WHAT IS NEEDED = The answer must be every line from the entries below that contains "high".

# # # # # # #

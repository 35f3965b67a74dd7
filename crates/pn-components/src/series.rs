//! Series paths: the same flow passes through every segment in order.

use crate::common::{HeadLoss, LossContext};
use crate::error::ComponentResult;
use crate::pipe::SegmentLoss;
use crate::segment::PipeSegment;

/// Total head loss of an ordered run of segments. An empty run loses nothing.
pub fn series_loss(
    segments: &[PipeSegment],
    ctx: LossContext<'_>,
    flow_m3h: f64,
) -> ComponentResult<f64> {
    segments.iter().try_fold(0.0, |acc, segment| {
        Ok(acc + segment.head_loss(ctx, flow_m3h)?)
    })
}

/// Per-segment breakdown of a series run, in order.
pub fn series_losses(
    segments: &[PipeSegment],
    ctx: LossContext<'_>,
    flow_m3h: f64,
) -> ComponentResult<Vec<SegmentLoss>> {
    segments
        .iter()
        .map(|segment| segment.losses(ctx, flow_m3h))
        .collect()
}

impl HeadLoss for [PipeSegment] {
    fn head_loss(&self, ctx: LossContext<'_>, flow_m3h: f64) -> ComponentResult<f64> {
        series_loss(self, ctx, flow_m3h)
    }
}
//! Integration test: fitted pump driving a network with a parallel split.

use pn_components::{Branch, Fitting, LossContext, NetworkTopology, PipeSegment};
use pn_core::units::{m, mm};
use pn_fluids::Library;
use pn_solver::{
    HeadCurve, OperatingPointConfig, ParallelConfig, SampleRow, SystemCurve, fit_curve,
    find_operating_point, solve_parallel,
};

fn network() -> NetworkTopology {
    NetworkTopology::new()
        .with_before_segment(
            PipeSegment::new(m(15.0), mm(100.0), "Carbon Steel (new)")
                .with_fitting(Fitting::from_catalog("Sharp-Edged Entrance", 1).unwrap())
                .with_fitting(Fitting::from_catalog("Gate Valve (Fully Open)", 1).unwrap()),
        )
        .with_branch(Branch::new(
            "Branch 1",
            vec![
                PipeSegment::new(m(40.0), mm(65.0), "Carbon Steel (new)")
                    .with_fitting(Fitting::from_catalog("90° Elbow (Long Radius)", 2).unwrap()),
            ],
        ))
        .unwrap()
        .with_branch(Branch::new(
            "Branch 2",
            vec![PipeSegment::new(m(60.0), mm(80.0), "PVC / Plastic")],
        ))
        .unwrap()
        .with_after_segment(
            PipeSegment::new(m(30.0), mm(100.0), "Carbon Steel (new)")
                .with_fitting(Fitting::from_catalog("Pipe Exit", 1).unwrap()),
        )
}

#[test]
fn operating_point_balances_pump_and_network() {
    let library = Library::builtin();
    let water = library.resolve_fluid("Water at 20°C").unwrap();
    let ctx = LossContext::new(water, &library);

    let pump = fit_curve(
        &[
            SampleRow::new(0.0, 40.0),
            SampleRow::new(50.0, 35.0),
            SampleRow::new(100.0, 25.0),
        ],
        2,
    )
    .unwrap();

    let topology = network();
    let system = SystemCurve::new(&topology, ctx, 12.0);
    let op = find_operating_point(&pump, &system, 12.0, &OperatingPointConfig::default()).unwrap();

    assert!(op.flow_m3h > 0.0);
    let h_sys = system.head(op.flow_m3h).unwrap();
    assert!((op.head_m - h_sys).abs() < 1e-6);

    let losses = system.losses(op.flow_m3h).unwrap();
    let split: f64 = losses.parallel.flows.iter().map(|(_, q)| q).sum();
    assert!((split - op.flow_m3h).abs() < 1e-9);
    assert!(losses.parallel.flows.iter().all(|(_, q)| *q > 0.0));
}

#[test]
fn raising_static_head_lowers_flow() {
    let library = Library::builtin();
    let water = library.resolve_fluid("Water at 20°C").unwrap();
    let ctx = LossContext::new(water, &library);
    let pump = |q: f64| 40.0 - 0.002 * q * q;
    let topology = network();

    let low = find_operating_point(
        &pump,
        &SystemCurve::new(&topology, ctx, 5.0),
        5.0,
        &OperatingPointConfig::default(),
    )
    .unwrap();
    let high = find_operating_point(
        &pump,
        &SystemCurve::new(&topology, ctx, 20.0),
        20.0,
        &OperatingPointConfig::default(),
    )
    .unwrap();

    assert!(high.flow_m3h < low.flow_m3h);
}

/// Three cast iron branches of very different size. One narrow branch sits at
/// its laminar/turbulent transition for a wide band of totals around 50 m³/h.
fn lopsided_branches() -> Vec<Branch> {
    [("A", 500.0, 20.0), ("B", 5.0, 150.0), ("C", 100.0, 40.0)]
        .into_iter()
        .map(|(name, length, diameter_mm)| {
            Branch::new(
                name,
                vec![PipeSegment::new(m(length), mm(diameter_mm), "Cast Iron")],
            )
        })
        .collect()
}

#[test]
fn lopsided_split_solves_at_search_start_flow() {
    let library = Library::builtin();
    let water = library.resolve_fluid("Water at 20°C").unwrap();
    let ctx = LossContext::new(water, &library);

    let forward = lopsided_branches();
    let mut reversed = lopsided_branches();
    reversed.reverse();

    for branches in [forward, reversed] {
        for total in [10.0, 50.0, 100.0] {
            let sol = solve_parallel(&branches, total, ctx, &ParallelConfig::default())
                .unwrap_or_else(|e| panic!("Q = {total}: {e}"));
            assert!((sol.total_flow() - total).abs() < 1e-9);
            assert!(sol.flows.iter().all(|(_, q)| *q >= 0.0));
            // The wide, short branch takes nearly everything
            assert!(sol.flow_of("B").unwrap() > 0.9 * total);
        }
    }
}

#[test]
fn lopsided_network_has_operating_point() {
    let library = Library::builtin();
    let water = library.resolve_fluid("Water at 20°C").unwrap();
    let ctx = LossContext::new(water, &library);

    let mut topology = NetworkTopology::new();
    for branch in lopsided_branches() {
        topology = topology.with_branch(branch).unwrap();
    }

    // Duty points near 120 and 60 m³/h; the second lies in the band where
    // branch C is held at its transition flow
    for (pump_coeff, geometric_head_m) in [(0.002, 10.0), (1.0 / 120.0, 10.0), (0.002, 25.0)] {
        let pump = move |q: f64| 40.0 - pump_coeff * q * q;
        let system = SystemCurve::new(&topology, ctx, geometric_head_m);
        let op = find_operating_point(
            &pump,
            &system,
            geometric_head_m,
            &OperatingPointConfig::default(),
        )
        .unwrap_or_else(|e| panic!("H_geo = {geometric_head_m}: {e}"));

        assert!(op.flow_m3h > 0.0);
        let h_sys = system.head(op.flow_m3h).unwrap();
        assert!((op.head_m - h_sys).abs() < 1e-6);
        assert!(op.head_m > geometric_head_m);
    }
}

# # # # # # #

YOUR RESPONSE =
    let high = find_operating_point(
    assert!(high.flow_m3h < low.flow_m3h);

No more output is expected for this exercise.